→ **DATA PROVIDED**
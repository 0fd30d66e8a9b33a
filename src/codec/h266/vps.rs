// Copyright 2024 The ChromiumOS Authors
// Use of this source code is governed by a BSD-style license that can be
// found in the LICENSE file.

//! 7.3.2.3 Video parameter set RBSP syntax.

use log::debug;

use crate::bitstream_utils::BitReader;
use crate::codec::h266::ols::DerivedVpsState;
use crate::codec::h266::ptl::DpbParameters;
use crate::codec::h266::ptl::GeneralTimingHrdParameters;
use crate::codec::h266::ptl::OlsTimingHrdParameters;
use crate::codec::h266::ptl::ProfileTierLevel;
use crate::codec::ParseError;

/// A H.266 Video Parameter Set.
///
/// Per layer vectors have vps_max_layers_minus1 + 1 entries. Rows of the
/// inter-layer arrays have one entry per lower layer, so that
/// `direct_ref_layer_flag[i][j]` only exists for `j < i`. Syntax elements that
/// are not present hold their inferred value.
#[derive(Clone, Debug, Default, PartialEq, Eq)]
pub struct Vps {
    pub video_parameter_set_id: u8,
    pub max_layers_minus1: u8,
    pub max_sublayers_minus1: u8,
    pub default_ptl_dpb_hrd_max_tid_flag: bool,
    pub all_independent_layers_flag: bool,
    pub layer_id: Vec<u8>,
    pub independent_layer_flag: Vec<bool>,
    pub max_tid_ref_present_flag: Vec<bool>,
    pub direct_ref_layer_flag: Vec<Vec<bool>>,
    pub max_tid_il_ref_pics_plus1: Vec<Vec<u8>>,
    pub each_layer_is_an_ols_flag: bool,
    pub ols_mode_idc: u8,
    pub num_output_layer_sets_minus2: u8,
    /// Indexed by OLS, row 0 is empty.
    pub ols_output_layer_flag: Vec<Vec<bool>>,

    pub num_ptls_minus1: u8,
    pub pt_present_flag: Vec<bool>,
    pub ptl_max_tid: Vec<u8>,
    pub profile_tier_level: Vec<ProfileTierLevel>,
    /// One entry per OLS.
    pub ols_ptl_idx: Vec<u8>,

    pub num_dpb_params_minus1: u32,
    pub sublayer_dpb_params_present_flag: bool,
    pub dpb_max_tid: Vec<u8>,
    pub dpb_parameters: Vec<DpbParameters>,
    /// The `ols_dpb_*` vectors have one entry per multi-layer OLS.
    pub ols_dpb_pic_width: Vec<u32>,
    pub ols_dpb_pic_height: Vec<u32>,
    pub ols_dpb_chroma_format: Vec<u8>,
    pub ols_dpb_bitdepth_minus8: Vec<u8>,
    pub ols_dpb_params_idx: Vec<u32>,

    pub timing_hrd_params_present_flag: bool,
    pub general_timing_hrd_parameters: GeneralTimingHrdParameters,
    pub sublayer_cpb_params_present_flag: bool,
    pub num_ols_timing_hrd_params_minus1: u32,
    pub hrd_max_tid: Vec<u8>,
    pub ols_timing_hrd_parameters: Vec<OlsTimingHrdParameters>,
    pub ols_timing_hrd_idx: Vec<u32>,

    pub extension_flag: bool,

    /// Variables derived from the syntax elements above.
    pub derived: DerivedVpsState,
}

impl Vps {
    pub fn id(&self) -> u8 {
        self.video_parameter_set_id
    }

    pub fn total_num_olss(&self) -> usize {
        self.derived.total_num_olss
    }

    pub fn num_multi_layer_olss(&self) -> usize {
        self.derived.num_multi_layer_olss
    }

    /// Parses a VPS RBSP, i.e. the NAL unit payload after the header with the
    /// emulation prevention bytes removed.
    pub(crate) fn parse(r: &mut BitReader) -> Result<Self, ParseError> {
        let mut vps = Vps {
            video_parameter_set_id: r.u("vps_video_parameter_set_id", 4)?,
            max_layers_minus1: r.u("vps_max_layers_minus1", 6)?,
            max_sublayers_minus1: r.u("vps_max_sublayers_minus1", 3)?,
            ..Default::default()
        };

        if vps.video_parameter_set_id == 0 {
            return Err(ParseError::InvalidValue(String::from(
                "vps_video_parameter_set_id 0 is reserved",
            )));
        }

        if vps.max_sublayers_minus1 > 6 {
            return Err(ParseError::InvalidValue(format!(
                "vps_max_sublayers_minus1 {}",
                vps.max_sublayers_minus1
            )));
        }

        let num_layers = usize::from(vps.max_layers_minus1) + 1;
        let max_sublayers_minus1 = vps.max_sublayers_minus1;

        vps.default_ptl_dpb_hrd_max_tid_flag =
            if vps.max_layers_minus1 > 0 && vps.max_sublayers_minus1 > 0 {
                r.flag("vps_default_ptl_dpb_hrd_max_tid_flag")?
            } else {
                true
            };

        vps.all_independent_layers_flag = if vps.max_layers_minus1 > 0 {
            r.flag("vps_all_independent_layers_flag")?
        } else {
            true
        };

        vps.parse_layers(r, num_layers)?;

        vps.each_layer_is_an_ols_flag = vps.max_layers_minus1 == 0;
        vps.ols_mode_idc = 2;
        if vps.max_layers_minus1 > 0 {
            if vps.all_independent_layers_flag {
                vps.each_layer_is_an_ols_flag = r.flag("vps_each_layer_is_an_ols_flag")?;
            }

            if !vps.each_layer_is_an_ols_flag {
                if !vps.all_independent_layers_flag {
                    vps.ols_mode_idc = r.u("vps_ols_mode_idc", 2)?;
                }

                if vps.ols_mode_idc == 2 {
                    vps.num_output_layer_sets_minus2 = r.u("vps_num_output_layer_sets_minus2", 8)?;
                    vps.ols_output_layer_flag.push(Vec::new());
                    for _ in 1..=usize::from(vps.num_output_layer_sets_minus2) + 1 {
                        let mut flags = Vec::with_capacity(num_layers);
                        for _ in 0..num_layers {
                            flags.push(r.flag("vps_ols_output_layer_flag")?);
                        }
                        vps.ols_output_layer_flag.push(flags);
                    }
                }
            }

            vps.num_ptls_minus1 = r.u("vps_num_ptls_minus1", 8)?;
        }

        vps.derived = DerivedVpsState::compute_structure(&vps)?;
        let total_num_olss = vps.derived.total_num_olss;

        if usize::from(vps.num_ptls_minus1) >= total_num_olss {
            return Err(ParseError::UnsupportedDerivedRange(format!(
                "vps_num_ptls_minus1 {} with TotalNumOlss {}",
                vps.num_ptls_minus1, total_num_olss
            )));
        }

        for i in 0..=usize::from(vps.num_ptls_minus1) {
            let pt_present = if i > 0 {
                r.flag("vps_pt_present_flag")?
            } else {
                true
            };

            let max_tid = if !vps.default_ptl_dpb_hrd_max_tid_flag {
                r.u("vps_ptl_max_tid", 3)?
            } else {
                max_sublayers_minus1
            };

            if max_tid > max_sublayers_minus1 {
                return Err(ParseError::InvalidValue(format!(
                    "vps_ptl_max_tid[{}] {} above vps_max_sublayers_minus1 {}",
                    i, max_tid, max_sublayers_minus1
                )));
            }

            vps.pt_present_flag.push(pt_present);
            vps.ptl_max_tid.push(max_tid);
        }

        r.skip_to_byte_alignment("vps_ptl_alignment_zero_bit")?;

        for i in 0..=usize::from(vps.num_ptls_minus1) {
            let mut ptl = ProfileTierLevel::parse(r, vps.pt_present_flag[i], vps.ptl_max_tid[i])?;

            // Profile, tier and constraints are carried over from the previous
            // structure when not present.
            if !vps.pt_present_flag[i] {
                if let Some(prev) = vps.profile_tier_level.last() {
                    ptl.general_profile_idc = prev.general_profile_idc;
                    ptl.general_tier_flag = prev.general_tier_flag;
                    ptl.general_constraints_info = prev.general_constraints_info.clone();
                    ptl.num_sub_profiles = prev.num_sub_profiles;
                    ptl.general_sub_profile_idc = prev.general_sub_profile_idc.clone();
                }
            }

            vps.profile_tier_level.push(ptl);
        }

        let num_ptls = usize::from(vps.num_ptls_minus1) + 1;
        for i in 0..total_num_olss {
            let idx = if num_ptls > 1 && num_ptls != total_num_olss {
                r.u("vps_ols_ptl_idx", 8)?
            } else if num_ptls == 1 {
                0
            } else {
                i as u8
            };

            if usize::from(idx) >= num_ptls {
                return Err(ParseError::UnsupportedDerivedRange(format!(
                    "vps_ols_ptl_idx[{}] {} with {} PTLs",
                    i, idx, num_ptls
                )));
            }

            vps.ols_ptl_idx.push(idx);
        }

        let mut derived = std::mem::take(&mut vps.derived);
        derived.compute_sublayers(&vps)?;
        vps.derived = derived;

        if !vps.each_layer_is_an_ols_flag {
            vps.parse_dpb_and_hrd(r)?;
        }

        vps.extension_flag = r.flag("vps_extension_flag")?;
        if vps.extension_flag {
            while r.has_more_rsbp_data() {
                r.flag("vps_extension_data_flag")?;
            }
        }

        debug!(
            "VPS {}: {} layers, {} OLSs, {} multi-layer",
            vps.video_parameter_set_id,
            num_layers,
            total_num_olss,
            vps.derived.num_multi_layer_olss
        );

        Ok(vps)
    }

    fn parse_layers(&mut self, r: &mut BitReader, num_layers: usize) -> Result<(), ParseError> {
        for i in 0..num_layers {
            let layer_id: u8 = r.u("vps_layer_id", 6)?;
            if let Some(&prev) = self.layer_id.last() {
                if layer_id <= prev {
                    return Err(ParseError::InvalidValue(format!(
                        "vps_layer_id[{}] {} is not above vps_layer_id[{}] {}",
                        i,
                        layer_id,
                        i - 1,
                        prev
                    )));
                }
            }

            let mut independent = true;
            let mut max_tid_ref_present = false;
            let mut direct_refs = vec![false; i];
            let mut max_tid_il_ref_pics_plus1 = vec![self.max_sublayers_minus1 + 1; i];

            if i > 0 && !self.all_independent_layers_flag {
                independent = r.flag("vps_independent_layer_flag")?;
                if !independent {
                    max_tid_ref_present = r.flag("vps_max_tid_ref_present_flag")?;
                    for j in 0..i {
                        direct_refs[j] = r.flag("vps_direct_ref_layer_flag")?;
                        if max_tid_ref_present && direct_refs[j] {
                            max_tid_il_ref_pics_plus1[j] = r.u("vps_max_tid_il_ref_pics_plus1", 3)?;
                        }
                    }

                    if !direct_refs.contains(&true) {
                        return Err(ParseError::InvalidValue(format!(
                            "dependent layer {} has no reference layer",
                            i
                        )));
                    }
                }
            }

            self.layer_id.push(layer_id);
            self.independent_layer_flag.push(independent);
            self.max_tid_ref_present_flag.push(max_tid_ref_present);
            self.direct_ref_layer_flag.push(direct_refs);
            self.max_tid_il_ref_pics_plus1.push(max_tid_il_ref_pics_plus1);
        }

        Ok(())
    }

    fn parse_dpb_and_hrd(&mut self, r: &mut BitReader) -> Result<(), ParseError> {
        let num_multi_layer_olss = self.derived.num_multi_layer_olss;
        let max_sublayers_minus1 = self.max_sublayers_minus1;

        self.num_dpb_params_minus1 = r.ue("vps_num_dpb_params_minus1")?;
        if self.num_dpb_params_minus1 as usize >= num_multi_layer_olss.max(1) {
            return Err(ParseError::UnsupportedDerivedRange(format!(
                "vps_num_dpb_params_minus1 {} with NumMultiLayerOlss {}",
                self.num_dpb_params_minus1, num_multi_layer_olss
            )));
        }

        let num_dpb_params = self.num_dpb_params_minus1 as usize + 1;
        self.derived.vps_num_dpb_params = num_dpb_params;

        if max_sublayers_minus1 > 0 {
            self.sublayer_dpb_params_present_flag = r.flag("vps_sublayer_dpb_params_present_flag")?;
        }

        for _ in 0..num_dpb_params {
            let max_tid = self.max_tid_or_default(r, "vps_dpb_max_tid")?;
            self.dpb_max_tid.push(max_tid);
            self.dpb_parameters.push(DpbParameters::parse(
                r,
                max_tid,
                self.sublayer_dpb_params_present_flag,
            )?);
        }

        for i in 0..num_multi_layer_olss {
            self.ols_dpb_pic_width.push(r.ue("vps_ols_dpb_pic_width")?);
            self.ols_dpb_pic_height.push(r.ue("vps_ols_dpb_pic_height")?);
            self.ols_dpb_chroma_format.push(r.u("vps_ols_dpb_chroma_format", 2)?);
            self.ols_dpb_bitdepth_minus8.push(r.ue_max("vps_ols_dpb_bitdepth_minus8", 8)?);

            let idx = if num_dpb_params > 1 && num_dpb_params != num_multi_layer_olss {
                r.ue_max("vps_ols_dpb_params_idx", self.num_dpb_params_minus1)?
            } else if num_dpb_params == 1 {
                0
            } else {
                i as u32
            };
            self.ols_dpb_params_idx.push(idx);
        }

        self.timing_hrd_params_present_flag = r.flag("vps_timing_hrd_params_present_flag")?;
        if !self.timing_hrd_params_present_flag {
            return Ok(());
        }

        self.general_timing_hrd_parameters = GeneralTimingHrdParameters::parse(r)?;
        if max_sublayers_minus1 > 0 {
            self.sublayer_cpb_params_present_flag = r.flag("vps_sublayer_cpb_params_present_flag")?;
        }

        self.num_ols_timing_hrd_params_minus1 = r.ue("vps_num_ols_timing_hrd_params_minus1")?;
        if self.num_ols_timing_hrd_params_minus1 as usize >= num_multi_layer_olss.max(1) {
            return Err(ParseError::UnsupportedDerivedRange(format!(
                "vps_num_ols_timing_hrd_params_minus1 {} with NumMultiLayerOlss {}",
                self.num_ols_timing_hrd_params_minus1, num_multi_layer_olss
            )));
        }

        for _ in 0..=self.num_ols_timing_hrd_params_minus1 {
            let max_tid = self.max_tid_or_default(r, "vps_hrd_max_tid")?;
            let first_sub_layer = if self.sublayer_cpb_params_present_flag {
                0
            } else {
                max_tid
            };

            self.hrd_max_tid.push(max_tid);
            self.ols_timing_hrd_parameters.push(OlsTimingHrdParameters::parse(
                r,
                &self.general_timing_hrd_parameters,
                first_sub_layer,
                max_tid,
            )?);
        }

        let num_hrd_params = self.num_ols_timing_hrd_params_minus1 as usize + 1;
        for i in 0..num_multi_layer_olss {
            let idx = if num_hrd_params > 1 && num_hrd_params != num_multi_layer_olss {
                r.ue_max(
                    "vps_ols_timing_hrd_idx",
                    self.num_ols_timing_hrd_params_minus1,
                )?
            } else if num_hrd_params == 1 {
                0
            } else {
                i as u32
            };
            self.ols_timing_hrd_idx.push(idx);
        }

        Ok(())
    }

    /// Reads a `vps_dpb_max_tid` or `vps_hrd_max_tid` value. When absent the
    /// value is vps_max_sublayers_minus1.
    fn max_tid_or_default(&self, r: &mut BitReader, name: &'static str) -> Result<u8, ParseError> {
        if self.default_ptl_dpb_hrd_max_tid_flag {
            return Ok(self.max_sublayers_minus1);
        }

        let max_tid: u8 = r.u(name, 3)?;
        if max_tid > self.max_sublayers_minus1 {
            return Err(ParseError::InvalidValue(format!(
                "{} {} above vps_max_sublayers_minus1 {}",
                name, max_tid, self.max_sublayers_minus1
            )));
        }

        Ok(max_tid)
    }
}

→ **YOUR GOAL**
Restate the entries above word for word, beginning with their first line and ending with the line holding "use crate::codec::h266::ols::DerivedVpsState;"; omit everything else.

→ **SOLUTION TO THE EXERCISE**
repository 0fd30d66e8a9b33a
filename src/codec/h266/vps.rs
// Copyright 2024 The ChromiumOS Authors
// Use of this source code is governed by a BSD-style license that can be
// found in the LICENSE file.

//! 7.3.2.3 Video parameter set RBSP syntax.

use log::debug;

use crate::bitstream_utils::BitReader;
use crate::codec::h266::ols::DerivedVpsState;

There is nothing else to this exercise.